Stephan K E, Schlagenhauf F, Huys Q J M, Raman S, Aponte E A, Brodersen K H, Rigoux L, Moran R J, Daunizeau J, Dolan R J, Friston K J, Heinz A
Translational Neuromodeling Unit (TNU), Institute for Biomedical Engineering, University of Zurich & ETH Zurich, 8032 Zurich, Switzerland; Wellcome Trust Centre for Neuroimaging, University College London, London, WC1N 3BG, UK; Max Planck Institute for Metabolism Research, 50931 Cologne, Germany.
Department of Psychiatry and Psychotherapy, Campus Charité Mitte, Charité - Universitätsmedizin Berlin, 10115 Berlin, Germany; Max Planck Institute for Human Cognitive and Brain Sciences, 04130 Leipzig, Germany.
Neuroimage. 2017 Jan 15;145(Pt B):180-199. doi: 10.1016/j.neuroimage.2016.06.038. Epub 2016 Jun 22.
Neuroimaging increasingly exploits machine learning techniques in an attempt to achieve clinically relevant single-subject predictions. An alternative to machine learning, which tries to establish predictive links between features of the observed data and clinical variables, is the deployment of computational models for inferring on the (patho)physiological and cognitive mechanisms that generate behavioural and neuroimaging responses. This paper discusses the rationale behind a computational approach to neuroimaging-based single-subject inference, focusing on its potential for characterising disease mechanisms in individual subjects and mapping these characterisations to clinical predictions. Following an overview of two main approaches - Bayesian model selection and generative embedding - which can link computational models to individual predictions, we review how these methods accommodate heterogeneity in psychiatric and neurological spectrum disorders, help avoid erroneous interpretations of neuroimaging data, and establish a link between a mechanistic, model-based approach and the statistical perspectives afforded by machine learning.

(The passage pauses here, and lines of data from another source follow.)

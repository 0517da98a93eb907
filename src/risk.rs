//! ==============================================================================
//! risk.rs - neuro-health risk assessment and air-quality bands
//! ==============================================================================
//!
//! purpose:
//!     pure functions over a window of readings. nothing here is stored; the
//!     dashboard recomputes on every window change.
//!
//!     cumulative_exposure   = mean pm2.5 over the window
//!     time_above_threshold  = % of samples with pm2.5 > threshold (35)
//!     level                 = exposure against the breakpoint table
//!     percentage            = 0.7 * exposure index + 0.3 * time above threshold
//!
//! ==============================================================================

use serde::{Deserialize, Serialize};

use crate::domain::Reading;

#[derive(Clone, Copy, Debug, PartialEq, Eq, PartialOrd, Ord, Serialize, Deserialize)]
#[serde(rename_all = "lowercase")]
pub enum RiskLevel {
    Low,
    Moderate,
    High,
    Critical,
}

/// breakpoints and weights; all concentrations in µg/m³
#[derive(Clone, Debug, PartialEq, Serialize, Deserialize)]
#[serde(default)]
pub struct RiskPolicy {
    /// exposure at or above this is moderate
    pub moderate: f64,
    /// exposure at or above this is high
    pub high: f64,
    /// exposure at or above this is critical
    pub critical: f64,
    /// a sample counts toward time_above_threshold when pm2.5 exceeds this
    pub threshold: f64,
    /// exposure mapped to a 100% exposure index
    pub saturation: f64,
    pub exposure_weight: f64,
    pub time_weight: f64,
}

impl Default for RiskPolicy {
    fn default() -> Self {
        Self {
            moderate: 12.0,
            high: 35.0,
            critical: 55.0,
            threshold: 35.0,
            saturation: 75.0,
            exposure_weight: 0.7,
            time_weight: 0.3,
        }
    }
}

impl RiskPolicy {
    pub fn level_for(&self, exposure: f64) -> RiskLevel {
        if exposure >= self.critical {
            RiskLevel::Critical
        } else if exposure >= self.high {
            RiskLevel::High
        } else if exposure >= self.moderate {
            RiskLevel::Moderate
        } else {
            RiskLevel::Low
        }
    }
}

#[derive(Clone, Debug, PartialEq, Serialize, Deserialize)]
pub struct RiskAssessment {
    pub level: RiskLevel,
    pub percentage: f64,
    pub cumulative_exposure: f64,
    pub time_above_threshold: f64,
    pub samples: usize,
}

pub fn assess(window: &[Reading], policy: &RiskPolicy) -> RiskAssessment {
    if window.is_empty() {
        return RiskAssessment {
            level: RiskLevel::Low,
            percentage: 0.0,
            cumulative_exposure: 0.0,
            time_above_threshold: 0.0,
            samples: 0,
        };
    }

    let n = window.len() as f64;
    let exposure = window.iter().map(|r| r.pm25).sum::<f64>() / n;
    let above = window.iter().filter(|r| r.pm25 > policy.threshold).count() as f64;
    let time_above = 100.0 * above / n;

    let exposure_index = if policy.saturation > 0.0 {
        (100.0 * exposure / policy.saturation).min(100.0)
    } else {
        100.0
    };
    let percentage = (policy.exposure_weight * exposure_index + policy.time_weight * time_above)
        .clamp(0.0, 100.0);

    RiskAssessment {
        level: policy.level_for(exposure),
        percentage,
        cumulative_exposure: exposure,
        time_above_threshold: time_above,
        samples: window.len(),
    }
}

/// us epa pm2.5 category of a single concentration
#[derive(Clone, Copy, Debug, PartialEq, Eq, Serialize, Deserialize)]
#[serde(rename_all = "kebab-case")]
pub enum AirQualityBand {
    Good,
    Moderate,
    UnhealthySensitive,
    Unhealthy,
    VeryUnhealthy,
    Hazardous,
}

impl AirQualityBand {
    pub fn classify(pm25: f64) -> Self {
        match pm25 {
            v if v <= 12.0 => Self::Good,
            v if v <= 35.4 => Self::Moderate,
            v if v <= 55.4 => Self::UnhealthySensitive,
            v if v <= 150.4 => Self::Unhealthy,
            v if v <= 250.4 => Self::VeryUnhealthy,
            _ => Self::Hazardous,
        }
    }

    pub fn label(&self) -> &'static str {
        match self {
            Self::Good => "Good",
            Self::Moderate => "Moderate",
            Self::UnhealthySensitive => "Unhealthy for sensitive groups",
            Self::Unhealthy => "Unhealthy",
            Self::VeryUnhealthy => "Very unhealthy",
            Self::Hazardous => "Hazardous",
        }
    }

    /// marker color for map rendering
    pub fn color(&self) -> &'static str {
        match self {
            Self::Good => "#22c55e",
            Self::Moderate => "#eab308",
            Self::UnhealthySensitive => "#f97316",
            Self::Unhealthy => "#ef4444",
            Self::VeryUnhealthy => "#a855f7",
            Self::Hazardous => "#7f1d1d",
        }
    }
}

/// averages panel: means rounded to one decimal
#[derive(Clone, Debug, PartialEq, Serialize, Deserialize)]
pub struct WindowSummary {
    pub samples: usize,
    pub avg_pm25: f64,
    /// mean over readings that carry pm10; None when none do
    pub avg_pm10: Option<f64>,
}

impl WindowSummary {
    pub fn of(window: &[Reading]) -> Self {
        let round1 = |v: f64| (v * 10.0).round() / 10.0;
        let avg_pm25 = if window.is_empty() {
            0.0
        } else {
            round1(window.iter().map(|r| r.pm25).sum::<f64>() / window.len() as f64)
        };
        let pm10: Vec<f64> = window.iter().filter_map(|r| r.pm10).collect();
        let avg_pm10 = (!pm10.is_empty()).then(|| round1(pm10.iter().sum::<f64>() / pm10.len() as f64));
        Self { samples: window.len(), avg_pm25, avg_pm10 }
    }
}

#[cfg(test)]
mod tests {
    use super::*;
    use crate::domain::ReadingKind;

    fn window(values: &[f64]) -> Vec<Reading> {
        values
            .iter()
            .enumerate()
            .map(|(i, &pm25)| Reading {
                seq: i as u64 + 1,
                kind: ReadingKind::Node,
                node: None,
                pm25,
                pm10: Some(pm25 + 1.0),
                lat: 45.0,
                lon: 9.0,
                timestamp: 1_700_000_000_000 + i as i64,
            })
            .collect()
    }

    #[test]
    fn reference_window_is_deterministic() {
        let a = assess(&window(&[10.0, 40.0, 40.0, 10.0]), &RiskPolicy::default());
        assert_eq!(a.time_above_threshold, 50.0);
        assert_eq!(a.cumulative_exposure, 25.0);
        assert_eq!(a.level, RiskLevel::Moderate);
        assert_eq!(a.samples, 4);
        // 0.7 * (25/75*100) + 0.3 * 50
        assert!((a.percentage - (0.7 * 100.0 / 3.0 + 15.0)).abs() < 1e-9);
    }

    #[test]
    fn empty_window_is_low_and_zero() {
        let a = assess(&[], &RiskPolicy::default());
        assert_eq!(a.level, RiskLevel::Low);
        assert_eq!(a.time_above_threshold, 0.0);
        assert_eq!(a.cumulative_exposure, 0.0);
        assert_eq!(a.percentage, 0.0);
    }

    #[test]
    fn breakpoints_are_inclusive_lower_bounds() {
        let p = RiskPolicy::default();
        assert_eq!(p.level_for(11.9), RiskLevel::Low);
        assert_eq!(p.level_for(12.0), RiskLevel::Moderate);
        assert_eq!(p.level_for(35.0), RiskLevel::High);
        assert_eq!(p.level_for(55.0), RiskLevel::Critical);
    }

    #[test]
    fn percentage_saturates_at_one_hundred() {
        let a = assess(&window(&[300.0, 400.0]), &RiskPolicy::default());
        assert_eq!(a.level, RiskLevel::Critical);
        assert_eq!(a.percentage, 100.0);
    }

    #[test]
    fn bands_follow_epa_breakpoints() {
        assert_eq!(AirQualityBand::classify(12.0), AirQualityBand::Good);
        assert_eq!(AirQualityBand::classify(12.1), AirQualityBand::Moderate);
        assert_eq!(AirQualityBand::classify(55.0), AirQualityBand::UnhealthySensitive);
        assert_eq!(AirQualityBand::classify(500.0), AirQualityBand::Hazardous);
    }

    #[test]
    fn summary_rounds_and_skips_missing_pm10() {
        let mut w = window(&[10.0, 11.0, 11.0]);
        w[2].pm10 = None;
        let s = WindowSummary::of(&w);
        assert_eq!(s.samples, 3);
        assert_eq!(s.avg_pm25, 10.7);
        assert_eq!(s.avg_pm10, Some(11.5));
        assert_eq!(WindowSummary::of(&[]).avg_pm10, None);
    }
}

神经影像学越来越多地采用机器学习技术,试图实现具有临床相关性的单受试者预测。机器学习试图在观测数据的特征与临床变量之间建立预测联系,而另一种方法是部署计算模型,以推断产生行为和神经影像反应的(病理)生理和认知机制。本文讨论了基于神经影像的单受试者推断的计算方法背后的基本原理,重点关注其在表征个体受试者疾病机制以及将这些表征映射到临床预测方面的潜力。在概述了两种主要方法——贝叶斯模型选择和生成嵌入(这两种方法可将计算模型与个体预测联系起来)之后,我们回顾了这些方法如何适应精神和神经谱系障碍中的异质性,帮助避免对神经影像数据的错误解读,并在基于模型的机制方法与机器学习提供的统计观点之间建立联系。